Vol. II Chapter 21

October 9th, 2007

Our story thus far: I ride a rented goat towards a mountain cave which may hold the key to whether my long-suffering quest — finding an ancient tome to save my comatose lady-love — is even worth pursuing any longer.

The mountain was steeper than it looked. Its paths were winding and narrow; its tall, looming silhouette never seemed to draw closer, even as the goat and I made our treacherous way towards that far-off peak.

The pygmy-goat’s tread was slow and plodding, despite my most vigorous flank-spurring. Its gallop had given out after thirty seconds of flat-land sprinting, and the hour since that initial burst had taken two tedious hours to pass.
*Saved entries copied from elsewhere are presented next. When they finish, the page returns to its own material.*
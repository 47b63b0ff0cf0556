//! Configuration management.

use serde::{Deserialize, Serialize};
use std::path::PathBuf;
use std::time::Duration;

use crate::crawler::CrawlConfig;

/// Harvester configuration. Values come from an optional config file overlaid
/// with `SCHOLAR_HARVEST_*` environment variables; everything has a default.
#[derive(Debug, Clone, Serialize, Deserialize)]
pub struct Config {
    /// Persisted dataset file.
    #[serde(default = "default_dataset_path")]
    pub dataset_path: PathBuf,

    /// Cached last known-good session (cookies). Absence is normal.
    #[serde(default = "default_session_cache_path")]
    pub session_cache_path: PathBuf,

    /// Publications older than this many days are re-scraped.
    #[serde(default = "default_threshold_days")]
    pub rescrape_threshold_days: u32,

    /// Explicit target ids. Non-empty overrides freshness-driven selection.
    #[serde(default)]
    pub scholar_ids: Vec<String>,

    /// Fetch attempts per author, including the first.
    #[serde(default = "default_max_retries")]
    pub max_retries_per_author: u32,

    /// Wall-clock budget per author before the run is treated as blocked.
    #[serde(default = "default_max_time_per_author")]
    pub max_time_per_author_secs: u64,

    /// First retry backoff.
    #[serde(default = "default_backoff_base")]
    pub backoff_base_secs: u64,

    /// Retry backoff cap.
    #[serde(default = "default_backoff_ceiling")]
    pub backoff_ceiling_secs: u64,

    /// Pause between consecutive authors.
    #[serde(default = "default_pace")]
    pub pace_secs: u64,
}

impl Default for Config {
    fn default() -> Self {
        Self {
            dataset_path: default_dataset_path(),
            session_cache_path: default_session_cache_path(),
            rescrape_threshold_days: default_threshold_days(),
            scholar_ids: Vec::new(),
            max_retries_per_author: default_max_retries(),
            max_time_per_author_secs: default_max_time_per_author(),
            backoff_base_secs: default_backoff_base(),
            backoff_ceiling_secs: default_backoff_ceiling(),
            pace_secs: default_pace(),
        }
    }
}

impl Config {
    /// Crawl tunables derived from this configuration.
    pub fn crawl(&self) -> CrawlConfig {
        CrawlConfig {
            max_retries_per_author: self.max_retries_per_author.max(1),
            max_time_per_author: Duration::from_secs(self.max_time_per_author_secs),
            backoff_base: Duration::from_secs(self.backoff_base_secs),
            backoff_ceiling: Duration::from_secs(self.backoff_ceiling_secs),
            pace: Duration::from_secs(self.pace_secs),
        }
    }
}

fn default_dataset_path() -> PathBuf {
    PathBuf::from("results.json")
}

fn default_session_cache_path() -> PathBuf {
    dirs::cache_dir()
        .unwrap_or_else(|| PathBuf::from(".cache"))
        .join("scholar-harvest")
        .join("last_solved_session.json")
}

fn default_threshold_days() -> u32 {
    7
}

fn default_max_retries() -> u32 {
    3
}

fn default_max_time_per_author() -> u64 {
    30
}

fn default_backoff_base() -> u64 {
    1
}

fn default_backoff_ceiling() -> u64 {
    60
}

fn default_pace() -> u64 {
    3
}

/// Load configuration from a file plus environment overlay. A missing file
/// falls back to defaults; a malformed one is an error.
pub fn load_config(path: Option<&PathBuf>) -> Result<Config, config::ConfigError> {
    let mut builder = config::Config::builder();

    match path {
        Some(path) => {
            builder = builder.add_source(config::File::from(path.as_path()));
        }
        None => {
            builder = builder.add_source(config::File::with_name("config").required(false));
        }
    }

    builder
        .add_source(config::Environment::with_prefix("SCHOLAR_HARVEST"))
        .build()?
        .try_deserialize()
}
Riding the low, pot-bellied animal was surely slower than subjecting my own tender feet to the mountain, but I remained astride nonetheless; perhaps it was loyalty that bound me to the beast, or else a deep-seated sense of man-to-steed honour. It also could have been simple curiosity at how long the creature’s legs could bear my mass.
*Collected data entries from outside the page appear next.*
#[cfg(test)]
mod tests {
    use super::*;
    use crate::fetch::mock::{make_author, MockFetcher, MockStep};
    use crate::fetch::FetchError;

    fn fast_config() -> CrawlConfig {
        CrawlConfig {
            max_retries_per_author: 3,
            max_time_per_author: Duration::from_millis(200),
            backoff_base: Duration::from_millis(5),
            backoff_ceiling: Duration::from_millis(10),
            pace: Duration::ZERO,
        }
    }

    fn store_in(dir: &tempfile::TempDir) -> DatasetStore {
        DatasetStore::new(dir.path().join("results.json"))
    }

    fn ids(names: &[&str]) -> Vec<String> {
        names.iter().map(|s| s.to_string()).collect()
    }

    #[tokio::test]
    async fn test_success_path_collects_in_order() {
        let dir = tempfile::tempdir().unwrap();
        let store = store_in(&dir);
        let fetcher = MockFetcher::new();
        fetcher.script("A", vec![MockStep::Ok(make_author("A", &["Alpha"]))]);
        fetcher.script("B", vec![MockStep::Ok(make_author("B", &["Beta"]))]);

        let controller = CrawlController::new(&fetcher, &store, fast_config());
        let report = controller.run(&ids(&["A", "B"]), &HashSet::new()).await.unwrap();

        assert_eq!(report.fetched.len(), 2);
        assert_eq!(report.fetched[0].scholar_id, "A");
        assert_eq!(report.fetched[1].scholar_id, "B");
        assert!(report.soft_failures.is_empty());
    }

    #[tokio::test]
    async fn test_transient_error_retries_with_rotated_identity() {
        let dir = tempfile::tempdir().unwrap();
        let store = store_in(&dir);
        let fetcher = MockFetcher::new();
        fetcher.script(
            "A",
            vec![
                MockStep::Err(FetchError::Network("connection reset".into())),
                MockStep::Ok(make_author("A", &["Alpha"])),
            ],
        );

        let controller = CrawlController::new(&fetcher, &store, fast_config());
        let report = controller.run(&ids(&["A"]), &HashSet::new()).await.unwrap();

        assert_eq!(report.fetched.len(), 1);
        assert_eq!(fetcher.attempts_for("A"), 2);
        assert_eq!(fetcher.rotations(), 1);
    }

    #[tokio::test]
    async fn test_exhausted_retries_become_soft_failure_and_run_continues() {
        let dir = tempfile::tempdir().unwrap();
        let store = store_in(&dir);
        let fetcher = MockFetcher::new();
        fetcher.script(
            "A",
            vec![
                MockStep::Err(FetchError::Network("reset".into())),
                MockStep::Err(FetchError::Network("reset".into())),
                MockStep::Err(FetchError::Network("reset".into())),
            ],
        );
        fetcher.script("B", vec![MockStep::Ok(make_author("B", &["Beta"]))]);

        let controller = CrawlController::new(&fetcher, &store, fast_config());
        let report = controller.run(&ids(&["A", "B"]), &HashSet::new()).await.unwrap();

        assert_eq!(report.soft_failures, vec!["A"]);
        assert_eq!(report.fetched.len(), 1);
        assert_eq!(report.fetched[0].scholar_id, "B");
    }

    #[tokio::test]
    async fn test_backoff_bound_exactly_max_attempts() {
        let dir = tempfile::tempdir().unwrap();
        let store = store_in(&dir);
        let fetcher = MockFetcher::new();
        fetcher.script(
            "A",
            vec![
                MockStep::Err(FetchError::Api("HTTP 503".into())),
                MockStep::Err(FetchError::Api("HTTP 503".into())),
                MockStep::Err(FetchError::Api("HTTP 503".into())),
                // A fourth attempt would succeed; it must never happen.
                MockStep::Ok(make_author("A", &["Alpha"])),
            ],
        );

        let config = fast_config();
        let controller = CrawlController::new(&fetcher, &store, config);
        let report = controller.run(&ids(&["A"]), &HashSet::new()).await.unwrap();

        assert_eq!(fetcher.attempts_for("A"), 3);
        assert_eq!(report.soft_failures, vec!["A"]);
    }

    #[test]
    fn test_backoff_delay_doubles_and_caps_at_ceiling() {
        let config = CrawlConfig {
            backoff_base: Duration::from_secs(1),
            backoff_ceiling: Duration::from_secs(60),
            ..CrawlConfig::default()
        };

        assert_eq!(backoff_delay(&config, 1), Duration::from_secs(1));
        assert_eq!(backoff_delay(&config, 2), Duration::from_secs(2));
        assert_eq!(backoff_delay(&config, 3), Duration::from_secs(4));
        // Every step is bounded by the ceiling.
        assert_eq!(backoff_delay(&config, 10), Duration::from_secs(60));
        assert_eq!(backoff_delay(&config, 30), Duration::from_secs(60));
    }

    #[tokio::test]
    async fn test_challenge_aborts_and_saves_partial_prefix() {
        let dir = tempfile::tempdir().unwrap();
        let store = store_in(&dir);
        let fetcher = MockFetcher::new();
        fetcher.script("A", vec![MockStep::Ok(make_author("A", &["Alpha"]))]);
        fetcher.script("B", vec![MockStep::Ok(make_author("B", &["Beta"]))]);
        fetcher.script(
            "C",
            vec![MockStep::Err(FetchError::Challenge("served a captcha page".into()))],
        );
        fetcher.script("D", vec![MockStep::Ok(make_author("D", &["Delta"]))]);
        fetcher.script("E", vec![MockStep::Ok(make_author("E", &["Epsilon"]))]);

        let controller = CrawlController::new(&fetcher, &store, fast_config());
        let err = controller
            .run(&ids(&["A", "B", "C", "D", "E"]), &HashSet::new())
            .await
            .unwrap_err();

        // The error is the block classification, not a generic failure.
        let CrawlError::Blocked { scholar_id, .. } = &err;
        assert_eq!(scholar_id, "C");

        // Exactly the prefix completed before the block is durable.
        let dataset = store.load();
        assert_eq!(dataset.len(), 2);
        assert!(dataset.contains_key("A"));
        assert!(dataset.contains_key("B"));

        // Nothing after the block was attempted.
        assert!(!fetcher.attempts().contains(&"D".to_string()));
    }

    #[tokio::test]
    async fn test_block_dressed_as_generic_error_still_aborts() {
        let dir = tempfile::tempdir().unwrap();
        let store = store_in(&dir);
        let fetcher = MockFetcher::new();
        fetcher.script(
            "A",
            vec![MockStep::Err(FetchError::Api("unusual traffic from your network".into()))],
        );

        let controller = CrawlController::new(&fetcher, &store, fast_config());
        let err = controller.run(&ids(&["A"]), &HashSet::new()).await.unwrap_err();
        assert!(matches!(err, CrawlError::Blocked { .. }));
        // No retries against a live challenge.
        assert_eq!(fetcher.attempts_for("A"), 1);
    }

    #[tokio::test]
    async fn test_hung_fetch_blows_budget_and_classifies_as_blocked() {
        let dir = tempfile::tempdir().unwrap();
        let store = store_in(&dir);
        let fetcher = MockFetcher::new();
        fetcher.script("A", vec![MockStep::Ok(make_author("A", &["Alpha"]))]);
        fetcher.script("B", vec![MockStep::Hang]);

        let config = CrawlConfig {
            max_time_per_author: Duration::from_millis(50),
            ..fast_config()
        };
        let controller = CrawlController::new(&fetcher, &store, config);
        let err = controller.run(&ids(&["A", "B"]), &HashSet::new()).await.unwrap_err();

        let CrawlError::Blocked { scholar_id, reason } = &err;
        assert_eq!(scholar_id, "B");
        assert!(reason.contains("budget"));

        // The fetched prefix survived the abort.
        assert!(store.load().contains_key("A"));
    }

    #[tokio::test]
    async fn test_deterministic_failure_skips_retries() {
        let dir = tempfile::tempdir().unwrap();
        let store = store_in(&dir);
        let fetcher = MockFetcher::new();
        fetcher.script("A", vec![MockStep::Err(FetchError::NotFound("A".into()))]);
        fetcher.script("B", vec![MockStep::Ok(make_author("B", &["Beta"]))]);

        let controller = CrawlController::new(&fetcher, &store, fast_config());
        let report = controller.run(&ids(&["A", "B"]), &HashSet::new()).await.unwrap();

        // A missing profile is a soft failure after a single attempt, with
        // no identity rotation and no effect on the rest of the run.
        assert_eq!(report.soft_failures, vec!["A".to_string()]);
        assert_eq!(fetcher.attempts_for("A"), 1);
        assert_eq!(fetcher.rotations(), 0);
        assert_eq!(report.fetched.len(), 1);
    }

    #[tokio::test]
    async fn test_skip_hint_reaches_the_fetcher() {
        let dir = tempfile::tempdir().unwrap();
        let store = store_in(&dir);
        let fetcher = MockFetcher::new();
        fetcher.script("A", vec![MockStep::Ok(make_author("A", &["Alpha"]))]);

        let skip: HashSet<String> = ["A:0".to_string()].into_iter().collect();
        let controller = CrawlController::new(&fetcher, &store, fast_config());
        controller.run(&ids(&["A"]), &skip).await.unwrap();

        assert_eq!(fetcher.skip_ids_seen(), vec![skip]);
    }
}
The answer, it turned out, was slightly less than three hours. By then, the goat had slowed to a quivering creep, and we were barely making two inches per minute forward progress. All of a sudden its knees popped, one and then the others in quick succession, and the animal deflated beneath me like a rank, furry balloon, exhaling a final feeble, goatish breath, expiring limply without so much as a bleat of apology. I felt my knees slowly descend onto the hard earth as my own body once again assumed the peasant’s task of supporting my weight. It sucked; there were little rocks, and they were pointy.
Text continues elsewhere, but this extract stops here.